Directions for this task
Your task is to gather the lines below that hold the string "const".

Source material

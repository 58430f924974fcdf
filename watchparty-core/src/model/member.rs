use serde::{Deserialize, Serialize};
use std::fmt;
use uuid::Uuid;

/// Short random token the relay assigns to every accepted connection.
///
/// It is the unit of addressing for signaling messages and carries no
/// relation to any user account.
#[derive(Debug, Serialize, Deserialize, Clone, Hash, Eq, PartialEq, Ord, PartialOrd)]
#[serde(transparent)]
pub struct MemberId(pub String);

impl MemberId {
    /// Generates a lowercase alphanumeric identity of `len` characters (capped at 32).
    pub fn generate(len: usize) -> Self {
        let raw = Uuid::new_v4().simple().to_string();
        let len = len.clamp(1, raw.len());
        Self(raw[..len].to_owned())
    }

    pub fn as_str(&self) -> &str {
        &self.0
    }
}

impl From<&str> for MemberId {
    fn from(s: &str) -> Self {
        Self(s.to_owned())
    }
}

impl From<String> for MemberId {
    fn from(s: String) -> Self {
        Self(s)
    }
}

impl fmt::Display for MemberId {
    fn fmt(&self, f: &mut fmt::Formatter<'_>) -> fmt::Result {
        write!(f, "{}", self.0)
    }
}
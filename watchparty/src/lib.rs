pub use watchparty_core::{MemberId, RoomToken, SessionRole, SignalMessage};

pub mod model {
    pub use watchparty_core::model::*;
    pub use watchparty_core::utils;
}

#[cfg(feature = "relay")]
pub mod relay {
    pub use watchparty_relay::*;
}

#[cfg(feature = "peer")]
pub mod peer {
    pub use watchparty_peer::*;
}
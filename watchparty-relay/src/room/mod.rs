mod directory;
mod registry;
mod room;

pub use registry::*;
pub use room::*;
use crate::room::registry::RoomRegistry;
use dashmap::mapref::entry::Entry;
use std::time::Instant;
use tracing::{debug, info};
use watchparty_core::{RoomResponse, RoomToken};

const ROOM_EXISTS: &str = "Room already exists";
const ROOM_NOT_FOUND: &str = "Room not found";

/// A room announced through the directory.
#[derive(Debug, Clone)]
pub(crate) struct Listing {
    pub content_url: Option<String>,
    /// Set while nobody has registered in the room yet.
    pub reserved_at: Option<Instant>,
}

/// Room directory used by hosts and guests before they open a relay connection.
///
/// A created room is only a reservation until its first member registers;
/// after that the live room table is the source of truth. A listing dies with
/// its room, or as soon as the host disconnects.
impl RoomRegistry {
    pub fn create_room(&self, room: RoomToken, content_url: Option<String>) -> RoomResponse {
        self.prune_reservations();

        match self.inner.listings.entry(room) {
            Entry::Occupied(_) => RoomResponse::failed(ROOM_EXISTS),
            Entry::Vacant(slot) => {
                if self.contains_room(slot.key()) {
                    return RoomResponse::failed(ROOM_EXISTS);
                }
                info!("Room {} reserved", slot.key());
                slot.insert(Listing {
                    content_url,
                    reserved_at: Some(Instant::now()),
                });
                RoomResponse::ok()
            }
        }
    }

    pub fn join_room(&self, room: &RoomToken) -> RoomResponse {
        self.prune_reservations();

        let host_left = self.inner.rooms.get(room).map(|entry| entry.host_left());
        let listed = self
            .inner
            .listings
            .get(room)
            .map(|listing| listing.content_url.clone());

        match (host_left, listed) {
            (Some(true), _) => {
                debug!("Join for room {} after its host left", room);
                RoomResponse::failed(ROOM_NOT_FOUND)
            }
            (Some(false), content_url) => RoomResponse::joined(content_url.flatten()),
            (None, Some(content_url)) => RoomResponse::joined(content_url),
            (None, None) => {
                debug!("Join for unknown room {}", room);
                RoomResponse::failed(ROOM_NOT_FOUND)
            }
        }
    }

    pub fn is_reserved(&self, room: &RoomToken) -> bool {
        self.inner
            .listings
            .get(room)
            .is_some_and(|listing| listing.reserved_at.is_some())
    }

    pub fn is_listed(&self, room: &RoomToken) -> bool {
        self.inner.listings.contains_key(room)
    }

    pub(crate) fn mark_live(&self, room: &RoomToken) {
        if let Some(mut listing) = self.inner.listings.get_mut(room) {
            listing.reserved_at = None;
        }
    }

    pub(crate) fn delist(&self, room: &RoomToken) {
        if self.inner.listings.remove(room).is_some() {
            info!("Room {} removed from the directory", room);
        }
    }

    fn prune_reservations(&self) {
        let ttl = self.inner.config.reservation_ttl;
        self.inner
            .listings
            .retain(|_, listing| listing.reserved_at.is_none_or(|at| at.elapsed() < ttl));
    }
}
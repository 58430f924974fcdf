pub mod model;
pub mod utils;

pub use model::*;
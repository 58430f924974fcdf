use std::net::SocketAddr;
use std::sync::Arc;
use std::time::Duration;
use tokio::net::TcpListener;
use watchparty_core::{MemberId, RoomToken, SessionRole};
use watchparty_peer::{
    NegotiationPhase, SessionConfig, SessionEvent, SessionEvents, SessionHandle, begin_session,
    connect_relay, spawn_session,
};
use watchparty_relay::{RoomRegistry, serve_on};

use crate::utils::{MockTransportFactory, TransportCall, init_tracing};

const TIMEOUT: Duration = Duration::from_secs(10);

async fn spawn_relay() -> SocketAddr {
    let listener = TcpListener::bind("127.0.0.1:0").await.unwrap();
    let addr = listener.local_addr().unwrap();
    tokio::spawn(serve_on(listener, RoomRegistry::default()));
    addr
}

async fn next_matching(
    events: &mut SessionEvents,
    mut pred: impl FnMut(&SessionEvent) -> bool,
) -> Option<SessionEvent> {
    tokio::time::timeout(TIMEOUT, async {
        while let Some(event) = events.recv().await {
            if pred(&event) {
                return Some(event);
            }
        }
        None
    })
    .await
    .ok()
    .flatten()
}

async fn joined_id(events: &mut SessionEvents) -> MemberId {
    match next_matching(events, |e| matches!(e, SessionEvent::Joined { .. })).await {
        Some(SessionEvent::Joined { local_id }) => local_id,
        other => panic!("expected Joined, got {:?}", other),
    }
}

async fn connected_to(events: &mut SessionEvents, remote: &MemberId) -> bool {
    next_matching(events, |e| {
        matches!(e, SessionEvent::PeerPhase { remote: r, phase: NegotiationPhase::Connected } if r == remote)
    })
    .await
    .is_some()
}

async fn join_with_mocks(
    addr: SocketAddr,
    room: &str,
    role: SessionRole,
    factory: MockTransportFactory,
) -> (SessionHandle, SessionEvents) {
    let room = RoomToken(room.to_owned());
    let (sink, inbound) = connect_relay(&format!("ws://{}", addr), &room).await.unwrap();
    sink.join(room, role).unwrap();
    spawn_session(Arc::new(sink), Arc::new(factory), None, inbound)
}

#[tokio::test]
async fn test_pair_negotiates_exactly_once_through_relay() {
    init_tracing();
    let addr = spawn_relay().await;

    let host_factory = MockTransportFactory::new();
    let guest_factory = MockTransportFactory::new();

    let (host, mut host_events) =
        join_with_mocks(addr, "abc", SessionRole::Host, host_factory.clone()).await;
    let host_id = joined_id(&mut host_events).await;

    let (_guest, mut guest_events) =
        join_with_mocks(addr, "abc", SessionRole::Guest, guest_factory.clone()).await;
    let guest_id = joined_id(&mut guest_events).await;

    assert!(connected_to(&mut host_events, &guest_id).await);
    assert!(connected_to(&mut guest_events, &host_id).await);

    let offers = host_factory.count_calls(&TransportCall::CreateOffer)
        + guest_factory.count_calls(&TransportCall::CreateOffer);
    let answers = host_factory.count_calls(&TransportCall::CreateAnswer)
        + guest_factory.count_calls(&TransportCall::CreateAnswer);
    assert_eq!(offers, 1);
    assert_eq!(answers, 1);

    // The host going away ends the guest's session too.
    host.end().await.unwrap();
    let host_left = next_matching(&mut guest_events, |e| {
        matches!(e, SessionEvent::PeerLeft { .. } | SessionEvent::HostLeft { .. })
    })
    .await;
    assert_eq!(host_left, Some(SessionEvent::PeerLeft { remote: host_id.clone() }));
    let ended = next_matching(&mut guest_events, |e| matches!(e, SessionEvent::Ended)).await;
    assert_eq!(ended, Some(SessionEvent::Ended));
}

#[tokio::test]
async fn test_webrtc_sessions_complete_negotiation() {
    init_tracing();
    let addr = spawn_relay().await;
    let config = SessionConfig {
        relay_url: format!("ws://{}", addr),
        ice_servers: vec![],
    };

    let (a, mut a_events) =
        begin_session(&config, RoomToken("xyz".into()), SessionRole::Host, None)
            .await
            .unwrap();
    let a_id = joined_id(&mut a_events).await;

    let (b, mut b_events) =
        begin_session(&config, RoomToken("xyz".into()), SessionRole::Guest, None)
            .await
            .unwrap();
    let b_id = joined_id(&mut b_events).await;

    assert!(connected_to(&mut a_events, &b_id).await);
    assert!(connected_to(&mut b_events, &a_id).await);

    b.end().await.unwrap();
    a.end().await.unwrap();
}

Your response
const ROOM_EXISTS: &str = "Room already exists";
const ROOM_NOT_FOUND: &str = "Room not found";
const TIMEOUT: Duration = Duration::from_secs(10);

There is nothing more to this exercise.